Des candidats acquéreurs avisés formulent leur offre de prix en isolant partiellement voire totalement le patrimoine tangible de l’intangible. La proposition comprend une partie fixe (valorisation du patrimoine totalement ou principalement intangible) et une partie variable (valorisation du solde ou de la totalité du patrimoine tangible). Exemples :
- Prix de cession = Enterprise Value (fixe) + situation nette de trésorerie (variable)
- Prix de cession = Fonds propres comptables ou corrigés (variables) + Goodwill (fixe)
Il n’est pas rare de décomposer l’ « Enterprise Value », qui intègre quelques éléments de valeur tangibles parmi les intangibles, de manière à cadrer un peu plus encore la proposition. En effet, cette première formule, telle que rédigée, autorise et rémunère l’optimisation à outrance de la situation au jour de la cession, au détriment parfois d’une saine gestion de l’entreprise. Exemple : mettre la pression sur les clients pour qu’ils honorent leur dette avant échéance et faire patienter les fournisseurs de manière à gonfler la situation nette de trésorerie au jour « j ». La seconde formule, quant à elle, permet d’éviter ce genre de manœuvres dont le goût peut s’avérer particulièrement amer dans le chef d’un repreneur fraichement devenu propriétaire.
Par le recours à une variable d’ajustement, le candidat repreneur se couvre contre une tendance conjoncturellement plus difficile. En revanche, il se ferme la porte à profiter d’éventuels résultats florissants de l’entreprise réalisés pendant les périodes de négociation et de finalisation.
La formule complète, sécurisée mais indigeste
Quid si la parfois très longue période aux résultats inconnus, révèle des chiffres structurellement différents ?
Une PME peut parcourir de nombreux virages en un temps réduit. Si une variable d’ajustement permet de transiger en cas de période tumultueuse passagère, elle ne suffira pas à amortir une évolution substantielle et durable de ses performances.
Les acquéreurs évaluent généralement les composants intangibles d’une entreprise en fonction de la rentabilité structurelle de son activité. Lorsqu’une crise majeure touche l’entreprise à vendre, son secteur ou l’économie en général, un ajustement du prix basé uniquement sur la trésorerie ou les fonds propres ne suffit pas toujours à compenser une chute plus profonde de la valeur. Pour se protéger contre ce type de scénario, et inciter le cédant à rester pleinement investi jusqu’au bout, certains acquéreurs proposent une formulation de prix plus élaborée dans leur lettre d’intention :
- Prix de cession = Enterprise Value (variable) + situation nette de trésorerie (variable)

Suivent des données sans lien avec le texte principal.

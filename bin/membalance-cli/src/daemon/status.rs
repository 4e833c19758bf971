// Copyright (c) 2025 Dimitris Kafetzis
//
// Licensed under the MIT License.
// See LICENSE file in the project root for full license information.
//
// SPDX-License-Identifier: MIT

//! Status and debug-state rendering for the control RPC.

use crate::proto::{PROGNAME, PROGVERSION};
use crate::util::{decode_memsize, pct};
use balance_engine::Engine;
use domain_registry::{BuildStatus, DomainRecord, VIDEORAM_UNSET};
use std::fmt::Write;

/// Category codes used by the status tables: H(igh), L(ow) or blank.
fn rate_category_code(rec: &DomainRecord, rate: i64) -> char {
    if rate >= rec.rate_high {
        'H'
    } else if rate <= rec.rate_low {
        'L'
    } else {
        ' '
    }
}

fn size_category_code(rec: &DomainRecord, size: i64) -> char {
    if size > rec.dmem_quota {
        'H'
    } else if size <= rec.dmem_min {
        'L'
    } else {
        ' '
    }
}

fn timestamp() -> String {
    chrono::Local::now().format("%Y-%m-%d %H:%M:%S").to_string()
}

/// The `membalancectl list` report.
pub fn render_status(eng: &mut Engine) -> String {
    let mut out = String::new();

    // refresh memory figures the tables draw on
    let collect_err = eng.collect_memory_info().err();
    let xen_free = eng.host().free_memory().unwrap_or(0) as i64;
    let slack = eng.host().free_slack().unwrap_or(0) as i64;

    let _ = writeln!(out, "Status of {PROGNAME} {PROGVERSION} at {}", timestamp());
    let _ = writeln!(out);
    if let Some(e) = collect_err {
        let _ = writeln!(out, "Warning: host accounting unavailable: {e}");
        let _ = writeln!(out);
    }

    // global settings
    if eng.pause_level != 0 {
        let _ = writeln!(out, "Domain adjustment is paused (depth {})", eng.pause_level);
    } else {
        let _ = writeln!(out, "Domain adjustment is enabled");
    }
    let _ = writeln!(
        out,
        "Memory balancing interval: {} sec",
        eng.config.interval.value()
    );
    let _ = writeln!(out);

    let hard = decode_memsize(eng.config.host_reserved_hard.value() as i64);
    let soft = decode_memsize(eng.config.host_reserved_soft.value() as i64);
    let w = hard.len().max(soft.len());
    let _ = writeln!(out, "host_reserved_hard:  {hard:>w$} (MB.KB)");
    let _ = writeln!(out, "host_reserved_soft:  {soft:>w$} (MB.KB)");
    let _ = writeln!(out);

    // memory status
    let free_kbs = xen_free - slack;
    let signed = |v: i64| {
        if v < 0 {
            format!("(-) {}", decode_memsize(-v))
        } else {
            decode_memsize(v)
        }
    };
    let free_str = signed(free_kbs);
    let soft_str = signed(free_kbs - eng.config.host_reserved_soft.value() as i64);
    let hard_str = signed(free_kbs - eng.config.host_reserved_hard.value() as i64);
    let w = free_str.len().max(soft_str.len()).max(hard_str.len());
    let _ = writeln!(
        out,
        "Free memory:   {free_str:>w$} (MB.KB) + Xen free memory slack of {} (MB.KB)",
        decode_memsize(slack)
    );
    let _ = writeln!(out, "Over soft by:  {soft_str:>w$} (MB.KB)");
    let _ = writeln!(out, "Over hard by:  {hard_str:>w$} (MB.KB)");
    let _ = writeln!(out);

    render_managed_table(eng, &mut out);
    render_pending_table(eng, &mut out);
    render_unmanaged_table(eng, &mut out);

    out
}

fn render_managed_table(eng: &Engine, out: &mut String) {
    let ids = eng.registry.managed_ids();
    if ids.is_empty() {
        let _ = writeln!(out, "Managed domains: none");
        let _ = writeln!(out);
        return;
    }

    let _ = writeln!(out, "Managed domains:");
    let _ = writeln!(out);
    let _ = writeln!(
        out,
        "                                                      size         rate       rate  trend"
    );
    let _ = writeln!(
        out,
        "    ID                    name                      (MB.KB)     (MB.KB/sec)   (MB.KB/sec)"
    );
    let _ = writeln!(
        out,
        "  ----- ---------------------------------------- ------------- ------------- -------------"
    );

    for id in ids {
        let rec = eng.registry.managed(id).expect("listed id");
        let name = rec.name.as_deref().unwrap_or("");
        let _ = write!(out, "  {:>5} {:<40} ", rec.domain_id, name);

        if rec.valid_memory_data {
            let _ = write!(
                out,
                "{:>11} {} ",
                decode_memsize(rec.memsize),
                size_category_code(rec, rec.memsize)
            );
        } else {
            let _ = write!(out, "{:>11}   ", "");
        }

        if rec.valid_data {
            let _ = write!(
                out,
                "{:>11} {} ",
                decode_memsize(rec.rate),
                rate_category_code(rec, rec.rate)
            );
            let _ = write!(
                out,
                "{:>11} {}",
                decode_memsize(rec.slow_rate),
                rate_category_code(rec, rec.slow_rate)
            );
        }

        let _ = writeln!(out);
    }
    let _ = writeln!(out);
}

fn render_pending_table(eng: &Engine, out: &mut String) {
    let ids = eng.registry.pending_ids();
    if ids.is_empty() {
        let _ = writeln!(out, "Pending domains: none");
        let _ = writeln!(out);
        return;
    }

    let _ = writeln!(out, "Pending domains:");
    let _ = writeln!(out);
    let _ = writeln!(out, "    ID                    name");
    let _ = writeln!(out, "  ----- ----------------------------------------");
    for id in ids {
        let rec = eng.registry.pending(id).expect("listed id");
        let _ = writeln!(
            out,
            "  {:>5} {:<40}",
            rec.domain_id,
            rec.name.as_deref().unwrap_or("")
        );
    }
    let _ = writeln!(out);
}

fn render_unmanaged_table(eng: &Engine, out: &mut String) {
    let ids = eng.registry.unmanaged_ids();
    if ids.is_empty() {
        let _ = writeln!(out, "Unmanaged domains: none");
        return;
    }
    if ids == [0] {
        let _ = writeln!(out, "Unmanaged domains: only Dom0");
        return;
    }

    let _ = writeln!(out, "Unmanaged domains:");
    let _ = writeln!(out);
    let _ = writeln!(out, "    ID");
    let _ = writeln!(out, "  -----");
    for id in ids {
        let _ = writeln!(out, "  {id:>5}");
    }
}

/// The full daemon state, for `dump-debug` / `show-debug` and SIGUSR1.
pub fn render_debug(eng: &Engine) -> String {
    let mut out = String::new();
    let cfg = &eng.config;

    let _ = writeln!(out, "{PROGNAME} {PROGVERSION} at {}", timestamp());
    let _ = writeln!(out);
    if eng.pause_level != 0 {
        let _ = writeln!(out, "domain adjustment:       paused (depth {})", eng.pause_level);
    } else {
        let _ = writeln!(out, "domain adjustment:       enabled");
    }
    let _ = writeln!(out);
    let _ = writeln!(out, "sched interval:          {} sec", cfg.interval.value());
    let _ = writeln!(
        out,
        "domain_pending_timeout:  {} sec",
        cfg.domain_pending_timeout.value()
    );
    let _ = writeln!(out);
    let _ = writeln!(
        out,
        "host_reserved_hard:      {} KB",
        cfg.host_reserved_hard.value()
    );
    let _ = writeln!(
        out,
        "host_reserved_soft:      {} KB",
        cfg.host_reserved_soft.value()
    );
    let _ = writeln!(out, "rate_high:               {} KB/s", cfg.rate_high.value());
    let _ = writeln!(out, "rate_low:                {} KB/s", cfg.rate_low.value());
    let _ = writeln!(out, "rate_zero:               {} KB/s", cfg.rate_zero.value());
    let _ = writeln!(out, "dmem_incr:               {}%", pct(cfg.dmem_incr.value()));
    let _ = writeln!(out, "dmem_decr:               {}%", pct(cfg.dmem_decr.value()));
    let _ = writeln!(
        out,
        "guest_free_threshold:    {}%",
        pct(cfg.guest_free_threshold.value())
    );
    let _ = writeln!(out, "startup_time:            {} sec", cfg.startup_time.value());
    let _ = writeln!(
        out,
        "trim_unresponsive:       {} sec",
        cfg.trim_unresponsive.value()
    );
    let _ = writeln!(
        out,
        "trim_unmanaged:          {}",
        if cfg.trim_unmanaged.value() { "yes" } else { "no" }
    );
    let _ = writeln!(out);
    let _ = writeln!(out, "debug_level:             {}", super::logging::debug_level());
    let _ = writeln!(out, "max_xs_retries:          {}", cfg.max_xs_retries.value());
    let _ = writeln!(
        out,
        "max_xen_init_retries:    {} sec",
        cfg.max_xen_init_retries.value()
    );
    let _ = writeln!(
        out,
        "xen_init_retry_msg:      {} sec",
        cfg.xen_init_retry_msg.value()
    );
    let _ = writeln!(out);

    render_domain_set(&mut out, "Managed domains", eng, &eng.registry.managed_ids(), true);
    render_unmanaged_set(&mut out, &eng.registry.unmanaged_ids());
    render_domain_set(&mut out, "Pending domains", eng, &eng.registry.pending_ids(), false);

    out
}

fn record_of<'e>(eng: &'e Engine, id: i64, managed: bool) -> Option<&'e DomainRecord> {
    if managed {
        eng.registry.managed(id)
    } else {
        eng.registry.pending(id)
    }
}

fn render_domain_set(out: &mut String, title: &str, eng: &Engine, ids: &[i64], managed: bool) {
    if ids.is_empty() {
        let _ = writeln!(out, "{title}: none");
        let _ = writeln!(out);
        return;
    }

    let _ = writeln!(out, "{title}: ({} total)", ids.len());
    let _ = writeln!(out);

    for &id in ids {
        let Some(rec) = record_of(eng, id, managed) else {
            continue;
        };

        let _ = write!(out, "    id: {id}");
        match (&rec.name, &rec.uuid) {
            (Some(n), Some(u)) => {
                let _ = write!(out, " (name: {n}, uuid: {u})");
            }
            (Some(n), None) => {
                let _ = write!(out, " (name: {n})");
            }
            (None, Some(u)) => {
                let _ = write!(out, " (uuid: {u})");
            }
            (None, None) => {}
        }
        let _ = writeln!(out);

        let _ = writeln!(
            out,
            "        active:  dmem_min: {}, dmem_quota: {}, dmem_max: {}",
            rec.dmem_min, rec.dmem_quota, rec.dmem_max
        );
        let _ = writeln!(
            out,
            "                 dmem_incr: {}%, dmem_decr: {}%, rate_high: {}, rate_low: {}",
            pct(rec.dmem_incr),
            pct(rec.dmem_decr),
            rec.rate_high,
            rec.rate_low
        );
        let _ = writeln!(
            out,
            "                 rate_zero: {}, guest_free_threshold: {}%",
            rec.rate_zero,
            pct(rec.guest_free_threshold)
        );
        let _ = writeln!(
            out,
            "                 startup_time: {}, trim_unresponsive: {}, trim_unmanaged: {}",
            rec.startup_time, rec.trim_unresponsive, rec.trim_unmanaged as i32
        );

        match rec.build_status {
            BuildStatus::Parsed => {
                let _ = writeln!(
                    out,
                    "        dom cfg: memory: {}, maxmem: {}",
                    rec.build.memory, rec.build.maxmem
                );
                let _ = writeln!(
                    out,
                    "                 dmem_min: {}, dmem_quota: {}, dmem_max: {}",
                    rec.build.dmem_min, rec.build.dmem_quota, rec.build.dmem_max
                );
                let _ = writeln!(
                    out,
                    "                 dmem_incr: {}%, dmem_decr: {}%, rate_high: {}, rate_low: {}",
                    pct(rec.build.dmem_incr),
                    pct(rec.build.dmem_decr),
                    rec.build.rate_high,
                    rec.build.rate_low
                );
                let _ = writeln!(
                    out,
                    "                 rate_zero: {}, guest_free_threshold: {}%",
                    rec.build.rate_zero,
                    pct(rec.build.guest_free_threshold)
                );
                // the first field is the resolved value here, matching the
                // long-standing output of this report
                let _ = writeln!(
                    out,
                    "                 startup_time: {}, trim_unresponsive: {}, trim_unmanaged: {}",
                    rec.startup_time,
                    rec.build.trim_unresponsive,
                    rec.build.trim_unmanaged.map(|b| b as i32).unwrap_or(-1)
                );
            }
            BuildStatus::Failed => {
                let _ = writeln!(out, "        dom cfg: cannot fetch");
            }
            BuildStatus::NotFetched => {
                let _ = writeln!(out, "        dom cfg: still retrieving");
            }
        }

        let videoram = if rec.xs_mem_videoram == VIDEORAM_UNSET {
            "unread".to_string()
        } else {
            rec.xs_mem_videoram.to_string()
        };
        let _ = writeln!(
            out,
            "        xenstore data: memory (max: {}, target: {}, videoram: {})",
            rec.xs_mem_max, rec.xs_mem_target, videoram
        );
        let _ = writeln!(out);
    }
    let _ = writeln!(out);
}

fn render_unmanaged_set(out: &mut String, ids: &[i64]) {
    if ids.is_empty() {
        let _ = writeln!(out, "Unmanaged domains: none");
        let _ = writeln!(out);
        return;
    }
    let _ = writeln!(out, "Unmanaged domains: ({} total)", ids.len());
    let _ = writeln!(out);
    for id in ids {
        let _ = writeln!(out, "    id: {id}");
    }
    let _ = writeln!(out);
}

- Enterprise Value = EBITDA corrigé (variable) * 5,5 – BFR normalisé + BFR (variable)
Si cette formule réduit plus encore le risque du repreneur, ici aussi, elle lui ferme la porte à profiter gratuitement d’une croissance structurelle des résultats de l’entreprise durant la période aveugle. En pratique, ce genre de formulation de prix est peu répandue. Le cédant risque s’y perdre et de préférer opter pour une offre plus lisible.
Du sur-mesure, à chaque coup
D’autres mécanismes existent pour réduire davantage encore le risque du repreneur, comme le recours à une clause d’earn out par exemple.
De nombreux deals n’aboutissent pas par afflux d’aspects à régler sur le tard, qui ne l’ont pas été en amont, notamment par la rédaction d’une LOI intelligente et adaptée. Les cas sont tous différents, les solutions aussi. Le tout est d’analyser la situation minutieusement, de l’appréhender avec recul, de cerner les composants majeurs de valeur et leur nature pour centrer le débat sur l’important.